Informacoes sobre ordens
| Nome do Produto | Numero de Catalogo | UNID | Preco | Qde | FAVORITOS | |
USP14 Plasmídeo duplo de Nickase (h) | sc-403167-NIC | 20 µg | $410.00 | |||
USP14 Plasmídeo duplo de Nickase (h2) | sc-403167-NIC-2 | 20 µg | $410.00 |
USP14 codifica uma protease específica de ubiquitina que se associa ao proteassoma 26S e “edita” cadeias de ubiquitina em substratos, regulando assim a degradação proteassomal e a homeostase de ubiquitina em células humanas. Ao remover ubiquitina de proteínas conjugadas, a USP14 influencia o controlo de qualidade proteica, as respostas ao stress celular e vias de sinalização ligadas à proteostase, incluindo processos que afetam a progressão do ciclo celular e a apoptose. Alterações na atividade da USP14 têm sido estudadas no contexto de disfunção do proteassoma e de sinalização aberrante por ubiquitina, mecanismos frequentemente implicados na biologia do cancro e na neurodegeneração. Como desubiquitinase associada ao proteassoma, a USP14 também é relevante para investigar como a dinâmica da ubiquitina molda o processamento de antigénios e a renovação mais ampla de proteínas relacionada com a imunidade.

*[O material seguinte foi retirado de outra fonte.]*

use std::path::{Path, PathBuf};
use std::time::Duration;

use glcv_common::error::{GlcvError, GlcvResult};
use gst::prelude::*;
use gstreamer as gst;
use gstreamer_app as gst_app;

use super::{compressed_caps, escape_path, launch_pipeline, named, set_state, wait_for_eos};
use crate::buffer::BufferInfo;
use crate::format::MediaFormat;
use crate::muxer::MediaMuxer;

const EOS_DEADLINE: Duration = Duration::from_secs(10);

/// MP4 writer: one `appsrc` per track into `mp4mux ! filesink`.
pub struct GstMuxer {
    path: PathBuf,
    pipeline: gst::Pipeline,
    mux: gst::Element,
    sources: Vec<gst_app::AppSrc>,
    started: bool,
    stopped: bool,
}

impl GstMuxer {
    pub fn new(path: &Path) -> GlcvResult<Self> {
        super::init_gstreamer()?;
        if let Some(parent) = path.parent().filter(|p| !p.as_os_str().is_empty()) {
            std::fs::create_dir_all(parent)?;
        }
        let launch = format!(
            "mp4mux name=mux faststart=true ! filesink location=\"{}\"",
            escape_path(path)
        );
        let pipeline = launch_pipeline(&launch)?;
        let mux = named::<gst::Element>(&pipeline, "mux")?;
        Ok(Self {
            path: path.to_path_buf(),
            pipeline,
            mux,
            sources: Vec::new(),
            started: false,
            stopped: false,
        })
    }
}

impl MediaMuxer for GstMuxer {
    fn add_track(&mut self, format: &MediaFormat) -> GlcvResult<usize> {
        if self.started {
            return Err(GlcvError::protocol("add_track after muxer start"));
        }
        let index = self.sources.len();
        let appsrc = gst_app::AppSrc::builder()
            .name(format!("track{index}"))
            .caps(&compressed_caps(format)?)
            .format(gst::Format::Time)
            .build();
        self.pipeline
            .add(&appsrc)
            .map_err(|e| GlcvError::setup(format!("Failed to add track source: {e}")))?;
        appsrc
            .link(&self.mux)
            .map_err(|e| GlcvError::setup(format!("Failed to link {} track: {e}", format.mime)))?;
        self.sources.push(appsrc);
        Ok(index)
    }

    fn start(&mut self) -> GlcvResult<()> {
        if self.started {
            return Err(GlcvError::protocol("Muxer started twice"));
        }
        if self.sources.is_empty() {
            return Err(GlcvError::protocol("Muxer started without tracks"));
        }
        set_state(&self.pipeline, gst::State::Playing, "muxer")?;
        self.started = true;
        tracing::debug!(path = %self.path.display(), tracks = self.sources.len(), "Muxer started");
        Ok(())
    }

    fn write_sample_data(
        &mut self,
        track: usize,
        data: &[u8],
        info: &BufferInfo,
    ) -> GlcvResult<()> {
        if !self.started || self.stopped {
            return Err(GlcvError::protocol("Sample written outside start/stop"));
        }
        let source = self
            .sources
            .get(track)
            .ok_or_else(|| GlcvError::protocol(format!("No muxer track {track}")))?;
        let range = info.payload_range(data.len())?;
        if range.is_empty() {
            return Ok(());
        }

        let mut buffer = gst::Buffer::from_slice(data[range].to_vec());
        {
            let buffer_ref = buffer.make_mut();
            let pts = gst::ClockTime::from_useconds(info.presentation_time_us.max(0) as u64);
            buffer_ref.set_pts(pts);
            buffer_ref.set_dts(pts);
            if !info.flags.is_key_frame() {
                buffer_ref.set_flags(gst::BufferFlags::DELTA_UNIT);
            }
        }
        source
            .push_buffer(buffer)
            .map(|_| ())
            .map_err(|e| GlcvError::codec(format!("Muxer rejected sample: {e:?}")))
    }

    fn stop(&mut self) -> GlcvResult<()> {
        if !self.started || self.stopped {
            return Err(GlcvError::protocol("Muxer stopped while not running"));
        }
        self.stopped = true;
        for source in &self.sources {
            if let Err(e) = source.end_of_stream() {
                tracing::warn!(error = ?e, "Failed to end muxer track; output may be truncated");
            }
        }
        let drained = wait_for_eos(&self.pipeline, "muxer", EOS_DEADLINE);
        set_state(&self.pipeline, gst::State::Null, "muxer")?;
        drained
    }

    fn release(&mut self) {
        let _ = self.pipeline.set_state(gst::State::Null);
    }
}

impl Drop for GstMuxer {
    fn drop(&mut self) {
        let _ = self.pipeline.set_state(gst::State::Null);
    }
}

USP14 O Plasmídeo de Nickase Dupla (h) consiste num par de plasmídeos combinados, concebidos para a edição de alta especificidade do locus USP14 em linhas celulares human. Cada plasmídeo expressa uma nickase Cas9 D10A e um sgRNA distinto que tem como alvo cadeias de ADN opostas dentro de USP14. Quando direcionadas para locais adjacentes em cadeias de ADN opostas, as duas nickases geram cortes deslocados numa única cadeia que, em conjunto, produzem uma quebra escalonada de cadeia dupla, exigindo uma atividade coordenada no alvo por parte de ambas as guias. A quebra de ADN resultante é resolvida por vias de reparação celular endógenas, mais frequentemente através da junção de extremidades não homólogas (NHEJ), levando a inserções ou deleções que perturbam a função USP14. Ao exigir o envolvimento de dois sgRNA no locus alvo, a abordagem de dupla nickase aumenta a especificidade da edição e fornece uma estratégia CRISPR complementar para aplicações em que se deseja um controlo adicional sobre a precisão do direcionamento.
Para apoiar a identificação eficiente das células editadas, um plasmídeo codifica GFP para visualização fluorescente das populações transfectadas, enquanto o plasmídeo complementar transporta um gene de resistência à puromicina para seleção antibiótica. Em conjunto, estas características apoiam o enriquecimento eficiente das populações co-transfectadas e simplificam a validação dos clones com USP14 interrompido.
Apenas para uso em investigação. Não se destina a uso diagnóstico ou terapêutico.